C’est pourquoi cette affirmation de principe s’accompagnait de
l’exil des membres des familles régnantes et de leur inéligibilité. L’interdiction de remettre en cause la forme républicaine
du gouvernement a été reprise ensuite dans les mêmes termes par
l’article 95 de la Constitution de 1946. Toutefois, l’ostracisme dont
les familles ayant régné sur la France étaient frappées a disparu des
textes. C’était une manière de montrer, sans doute, que la question
n’était plus, du moins à titre principal, la menace d’un rétablissement
de la monarchie. On imagine aisément, après le vote de la loi du 10
juillet 1940 et des conséquences terribles qui l’ont suivi, que cette réserve
avait un sens et une portée toute autre. En 1958, devant le Comité consultatif
constitutionnel, il a été suggéré de remplacer la « forme républicaine
» par la « forme démocratique ». Mais cet amendement de M. Marcilhacy
a été écarté non seulement par le Président Paul Raynaud, mais aussi
et surtout par le Garde des Sceaux Michel Debré qui a indiqué qu’il
maintenait « fermement » sa proposition de rédaction (C.C.C., Séance
du 5 août 1958, Après-midi ; in L’Histoire de l’élaboration de la
Constitution de 1958, Volume II, page 187, 3ème colonne). Il est évident que cette formule appartient à
notre patrimoine constitutionnel et constitue un élément fondamental
pour garantir le maintien inchangé de la nature du régime. Il s’agit non seulement de protéger la forme républicaine
du Gouvernement en tant qu’organisation des pouvoirs publics, mais aussi
de maintenir une société de liberté, d’égalité et de fraternité. II.2. Le contenu de cette disposition C’est donc en vain qu’on pourrait, par une
lecture étroite du dernier alinéa de l’article 89, soutenir qu’il
n’a pour objet que d’interdire le retour à la Monarchie. Soutenir cette thèse reviendrait à nier le sens
que la conscience populaire et l’histoire de notre Pays donnent à la République,
et à considérer qu’une fois assuré le maintien formel de la République,
rien n’interdirait de créer en France une dictature supprimant, par
exemple, le suffrage universel, les libertés et le principe d’égalité. En adoptant la Constitution de 1958 à une forte
majorité, le Peuple Français a évidemment entendu maintenir la République
dans toutes ses dimensions. Le Général de Gaulle a d’ailleurs
clairement exprimé toute la force de la forme républicaine lors de son
discours du 4 septembre 1958, prononcé place de la République à Paris : « C’est alors, qu’au milieu de la tourmente nationale et de la
guerre étrangère, apparut la République ! Elle était la souveraineté
du peuple, l’appel de la liberté, l’espérance de la justice. Elle
devait rester cela à travers les péripéties agitées de son histoire.
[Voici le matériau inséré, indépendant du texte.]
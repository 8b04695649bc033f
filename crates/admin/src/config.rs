//! Admin configuration loaded from environment variables.
//!
//! # Environment Variables
//!
//! ## Required
//! - `STORE_PROJECT_ID` - Project id of the remote document store
//!
//! ## Optional
//! - `STORE_BASE_URL` - Store API origin (default: <https://firestore.googleapis.com>)
//! - `STORE_API_KEY` - Web API key, sent as the `key` query parameter
//! - `STORE_ACCESS_TOKEN` - OAuth bearer token for the store
//! - `STORE_TIMEOUT_SECS` - Per-request timeout (default: 30)
//! - `IDENTITY_BASE_URL` - Identity API origin (default: <https://identitytoolkit.googleapis.com>)
//! - `STATS_FETCH_LIMIT` - Documents fetched per collection for dashboard stats (default: 20)
//! - `ADMIN_HOST` - Bind address (default: 127.0.0.1)
//! - `ADMIN_PORT` - Listen port (default: 3001)
//! - `SENTRY_DSN` - Sentry error tracking DSN
//! - `SENTRY_ENVIRONMENT`, `SENTRY_SAMPLE_RATE`, `SENTRY_TRACES_SAMPLE_RATE`
//!
//! ## Optional (TLS)
//! - `ADMIN_TLS_CERT` - PEM-encoded certificate chain
//! - `ADMIN_TLS_KEY` - PEM-encoded private key
//!
//! Account creation is only enabled when `STORE_API_KEY` is set, since the
//! identity API requires it.

use std::collections::HashMap;
use std::net::{IpAddr, SocketAddr};
use std::time::Duration;

use secrecy::SecretString;
use thiserror::Error;
use url::Url;

const DEFAULT_STORE_BASE_URL: &str = "https://firestore.googleapis.com";
const DEFAULT_IDENTITY_BASE_URL: &str = "https://identitytoolkit.googleapis.com";
const MIN_ENTROPY_BITS_PER_CHAR: f64 = 3.3;

/// Blocklist of common placeholder patterns (case-insensitive)
const PLACEHOLDER_PATTERNS: &[&str] = &[
    "your-",
    "changeme",
    "replace",
    "placeholder",
    "xxx",
    "todo",
    "insert",
    "put-your",
];

/// Configuration errors that can occur during loading.
#[derive(Debug, Error)]
pub enum ConfigError {
    #[error("Missing environment variable: {0}")]
    MissingEnvVar(String),
    #[error("Invalid environment variable {0}: {1}")]
    InvalidEnvVar(String, String),
}

/// Admin application configuration.
#[derive(Debug, Clone)]
pub struct AdminConfig {
    /// IP address to bind the server to
    pub host: IpAddr,
    /// Port to listen on
    pub port: u16,
    /// Remote document store
    pub store: StoreConfig,
    /// Identity API for account creation (requires an API key)
    pub identity: Option<IdentityConfig>,
    /// Upper bound on documents fetched per collection for dashboard stats
    pub stats_fetch_limit: usize,
    /// Sentry DSN for error tracking
    pub sentry_dsn: Option<String>,
    /// Sentry environment (e.g., "development", "production")
    pub sentry_environment: Option<String>,
    /// Sentry error sample rate (0.0 to 1.0)
    pub sentry_sample_rate: f32,
    /// Sentry traces sample rate for performance monitoring (0.0 to 1.0)
    pub sentry_traces_sample_rate: f32,
    /// TLS configuration for HTTPS (optional)
    pub tls: Option<TlsConfig>,
}

/// Remote document store configuration.
///
/// Implements `Debug` manually to redact credentials.
#[derive(Clone)]
pub struct StoreConfig {
    pub project_id: String,
    /// API origin; paths are appended under `/v1/projects/...`
    pub base_url: Url,
    pub api_key: Option<SecretString>,
    pub access_token: Option<SecretString>,
    /// Applied to every store request
    pub timeout: Duration,
}

impl std::fmt::Debug for StoreConfig {
    fn fmt(&self, f: &mut std::fmt::Formatter<'_>) -> std::fmt::Result {
        f.debug_struct("StoreConfig")
            .field("project_id", &self.project_id)
            .field("base_url", &self.base_url.as_str())
            .field("api_key", &self.api_key.as_ref().map(|_| "[REDACTED]"))
            .field(
                "access_token",
                &self.access_token.as_ref().map(|_| "[REDACTED]"),
            )
            .field("timeout", &self.timeout)
            .finish()
    }
}

/// Identity API configuration.
///
/// Implements `Debug` manually to redact the API key.
#[derive(Clone)]
pub struct IdentityConfig {
    pub base_url: Url,
    pub api_key: SecretString,
    pub timeout: Duration,
}

impl std::fmt::Debug for IdentityConfig {
    fn fmt(&self, f: &mut std::fmt::Formatter<'_>) -> std::fmt::Result {
        f.debug_struct("IdentityConfig")
            .field("base_url", &self.base_url.as_str())
            .field("api_key", &"[REDACTED]")
            .finish()
    }
}

/// TLS configuration for HTTPS.
#[derive(Clone)]
pub struct TlsConfig {
    /// PEM-encoded certificate chain
    pub cert_pem: String,
    /// PEM-encoded private key
    pub key_pem: SecretString,
}

impl std::fmt::Debug for TlsConfig {
    fn fmt(&self, f: &mut std::fmt::Formatter<'_>) -> std::fmt::Result {
        f.debug_struct("TlsConfig")
            .field("cert_pem", &"[CERTIFICATE]")
            .field("key_pem", &"[REDACTED]")
            .finish()
    }
}

impl TlsConfig {
    fn from_env() -> Result<Option<Self>, ConfigError> {
        let cert_pem = get_optional_env("ADMIN_TLS_CERT");
        let key_pem = get_optional_env("ADMIN_TLS_KEY");

        match (cert_pem, key_pem) {
            (Some(cert), Some(key)) => Ok(Some(Self {
                cert_pem: cert,
                key_pem: SecretString::from(key),
            })),
            (None, None) => Ok(None),
            _ => Err(ConfigError::InvalidEnvVar(
                "ADMIN_TLS_*".to_string(),
                "Both ADMIN_TLS_CERT and ADMIN_TLS_KEY must be set together".to_string(),
            )),
        }
    }
}

impl StoreConfig {
    fn from_env() -> Result<Self, ConfigError> {
        let timeout_secs = get_env_or_default("STORE_TIMEOUT_SECS", "30")
            .parse::<u64>()
            .map_err(|e| {
                ConfigError::InvalidEnvVar("STORE_TIMEOUT_SECS".to_string(), e.to_string())
            })?;

        Ok(Self {
            project_id: get_required_env("STORE_PROJECT_ID")?,
            base_url: get_url("STORE_BASE_URL", DEFAULT_STORE_BASE_URL)?,
            api_key: get_optional_secret("STORE_API_KEY"),
            access_token: get_optional_secret("STORE_ACCESS_TOKEN"),
            timeout: Duration::from_secs(timeout_secs),
        })
    }
}

impl IdentityConfig {
    /// Returns `None` when the store has no API key (account creation disabled).
    fn from_env(store: &StoreConfig) -> Result<Option<Self>, ConfigError> {
        let Some(api_key) = store.api_key.clone() else {
            return Ok(None);
        };
        Ok(Some(Self {
            base_url: get_url("IDENTITY_BASE_URL", DEFAULT_IDENTITY_BASE_URL)?,
            api_key,
            timeout: store.timeout,
        }))
    }
}

impl AdminConfig {
    /// Load configuration from environment variables.
    ///
    /// Calls `dotenvy::dotenv()` to load from `.env` file if present.
    ///
    /// # Errors
    ///
    /// Returns `ConfigError` if required variables are missing or invalid.
    pub fn from_env() -> Result<Self, ConfigError> {
        // Load .env file if present (ignore errors if not found)
        let _ = dotenvy::dotenv();

        let host = get_env_or_default("ADMIN_HOST", "127.0.0.1")
            .parse::<IpAddr>()
            .map_err(|e| ConfigError::InvalidEnvVar("ADMIN_HOST".to_string(), e.to_string()))?;
        let port = get_env_or_default("ADMIN_PORT", "3001")
            .parse::<u16>()
            .map_err(|e| ConfigError::InvalidEnvVar("ADMIN_PORT".to_string(), e.to_string()))?;

        let store = StoreConfig::from_env()?;
        let identity = IdentityConfig::from_env(&store)?;
        let stats_fetch_limit = get_env_or_default("STATS_FETCH_LIMIT", "20")
            .parse::<usize>()
            .ok()
            .filter(|limit| *limit > 0)
            .ok_or_else(|| {
                ConfigError::InvalidEnvVar(
                    "STATS_FETCH_LIMIT".to_string(),
                    "must be a positive integer".to_string(),
                )
            })?;

        let sentry_dsn = get_optional_env("SENTRY_DSN");
        let sentry_environment = get_optional_env("SENTRY_ENVIRONMENT");
        let sentry_sample_rate = get_optional_env("SENTRY_SAMPLE_RATE")
            .and_then(|s| s.parse().ok())
            .unwrap_or(1.0);
        let sentry_traces_sample_rate = get_optional_env("SENTRY_TRACES_SAMPLE_RATE")
            .and_then(|s| s.parse().ok())
            .unwrap_or(1.0);
        let tls = TlsConfig::from_env()?;

        Ok(Self {
            host,
            port,
            store,
            identity,
            stats_fetch_limit,
            sentry_dsn,
            sentry_environment,
            sentry_sample_rate,
            sentry_traces_sample_rate,
            tls,
        })
    }

    /// Returns the socket address for binding the server.
    #[must_use]
    pub const fn socket_addr(&self) -> SocketAddr {
        SocketAddr::new(self.host, self.port)
    }
}

// =============================================================================
// Helper Functions
// =============================================================================

/// Get a required environment variable.
fn get_required_env(key: &str) -> Result<String, ConfigError> {
    std::env::var(key).map_err(|_| ConfigError::MissingEnvVar(key.to_string()))
}

/// Get an optional environment variable.
fn get_optional_env(key: &str) -> Option<String> {
    std::env::var(key).ok().filter(|v| !v.trim().is_empty())
}

/// Get an environment variable with a default value.
fn get_env_or_default(key: &str, default: &str) -> String {
    std::env::var(key).unwrap_or_else(|_| default.to_string())
}

/// Get a URL-valued environment variable with a default.
fn get_url(key: &str, default: &str) -> Result<Url, ConfigError> {
    Url::parse(&get_env_or_default(key, default))
        .map_err(|e| ConfigError::InvalidEnvVar(key.to_string(), e.to_string()))
}

/// Get an optional secret, warning if it looks like a placeholder.
fn get_optional_secret(key: &str) -> Option<SecretString> {
    get_optional_env(key).map(|value| {
        if let Err(reason) = check_secret_strength(&value) {
            tracing::warn!("{key} validation warning: {reason}");
        }
        SecretString::from(value)
    })
}

/// Calculate Shannon entropy in bits per character.
fn shannon_entropy(s: &str) -> f64 {
    if s.is_empty() {
        return 0.0;
    }

    let mut freq: HashMap<char, usize> = HashMap::new();
    for c in s.chars() {
        *freq.entry(c).or_insert(0) += 1;
    }

    #[allow(clippy::cast_precision_loss)] // String length will never exceed f64 precision
    let len = s.chars().count() as f64;
    freq.values()
        .map(|&count| {
            #[allow(clippy::cast_precision_loss)] // Character count will never exceed f64 precision
            let p = count as f64 / len;
            -p * p.log2()
        })
        .sum()
}

/// Reject placeholders and low-entropy values.
fn check_secret_strength(secret: &str) -> Result<(), String> {
    let lower = secret.to_lowercase();
    if let Some(pattern) = PLACEHOLDER_PATTERNS.iter().find(|p| lower.contains(*p)) {
        return Err(format!("appears to be a placeholder (contains '{pattern}')"));
    }

    let entropy = shannon_entropy(secret);
    if entropy < MIN_ENTROPY_BITS_PER_CHAR {
        return Err(format!(
            "entropy too low ({entropy:.2} bits/char, need >= {MIN_ENTROPY_BITS_PER_CHAR:.1})"
        ));
    }
    Ok(())
}

#[cfg(test)]
#[allow(clippy::unwrap_used)]
mod tests {
    use super::*;

    #[test]
    fn test_shannon_entropy() {
        assert!(shannon_entropy("").abs() < f64::EPSILON);
        assert!(shannon_entropy("aaaaaaa").abs() < f64::EPSILON);
        assert!((shannon_entropy("ab") - 1.0).abs() < 0.01);
    }

    #[test]
    fn test_check_secret_strength() {
        assert!(check_secret_strength("your-api-key-here").is_err());
        assert!(check_secret_strength("aaaaaaaaaaaaaaaaaaaaaaaa").is_err());
        assert!(check_secret_strength("AIzaSyD3x9Kq-7LmNpR2sTuVwXyZ01b4c6e8g").is_ok());
    }

    #[test]
    fn test_socket_addr() {
        let config = AdminConfig {
            host: "127.0.0.1".parse().unwrap(),
            port: 3001,
            store: StoreConfig {
                project_id: "skincare-demo".to_string(),
                base_url: Url::parse(DEFAULT_STORE_BASE_URL).unwrap(),
                api_key: None,
                access_token: None,
                timeout: Duration::from_secs(30),
            },
            identity: None,
            stats_fetch_limit: 20,
            sentry_dsn: None,
            sentry_environment: None,
            sentry_sample_rate: 1.0,
            sentry_traces_sample_rate: 1.0,
            tls: None,
        };

        let addr = config.socket_addr();
        assert_eq!(addr.ip().to_string(), "127.0.0.1");
        assert_eq!(addr.port(), 3001);
    }

    #[test]
    fn test_store_config_debug_redacts_secrets() {
        let config = StoreConfig {
            project_id: "skincare-demo".to_string(),
            base_url: Url::parse(DEFAULT_STORE_BASE_URL).unwrap(),
            api_key: Some(SecretString::from("super-secret-api-key")),
            access_token: Some(SecretString::from("ya29.super-secret-token")),
            timeout: Duration::from_secs(30),
        };

        let debug_output = format!("{config:?}");
        assert!(debug_output.contains("skincare-demo"));
        assert!(debug_output.contains("[REDACTED]"));
        assert!(!debug_output.contains("super-secret-api-key"));
        assert!(!debug_output.contains("super-secret-token"));
    }

    #[test]
    fn test_identity_requires_api_key() {
        let mut store = StoreConfig {
            project_id: "p".to_string(),
            base_url: Url::parse(DEFAULT_STORE_BASE_URL).unwrap(),
            api_key: None,
            access_token: None,
            timeout: Duration::from_secs(5),
        };
        assert!(IdentityConfig::from_env(&store).unwrap().is_none());

        store.api_key = Some(SecretString::from("k"));
        let identity = IdentityConfig::from_env(&store).unwrap().unwrap();
        assert_eq!(identity.timeout, Duration::from_secs(5));
    }
}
Aujourd’hui, autant que jamais, nous voulons qu’elle le demeure ». Or, toutes les composantes de la République
figurent dans la Constitution et les textes auxquels elle fait référence
: la République française est « indivisible, laïque,
démocratique et sociale » (article 1er de la Constitution) la République « assure l’égalité devant la loi
de tous les citoyens sans distinction d’origine, de race ou de
religion” (même article) la République « respecte toutes les croyances »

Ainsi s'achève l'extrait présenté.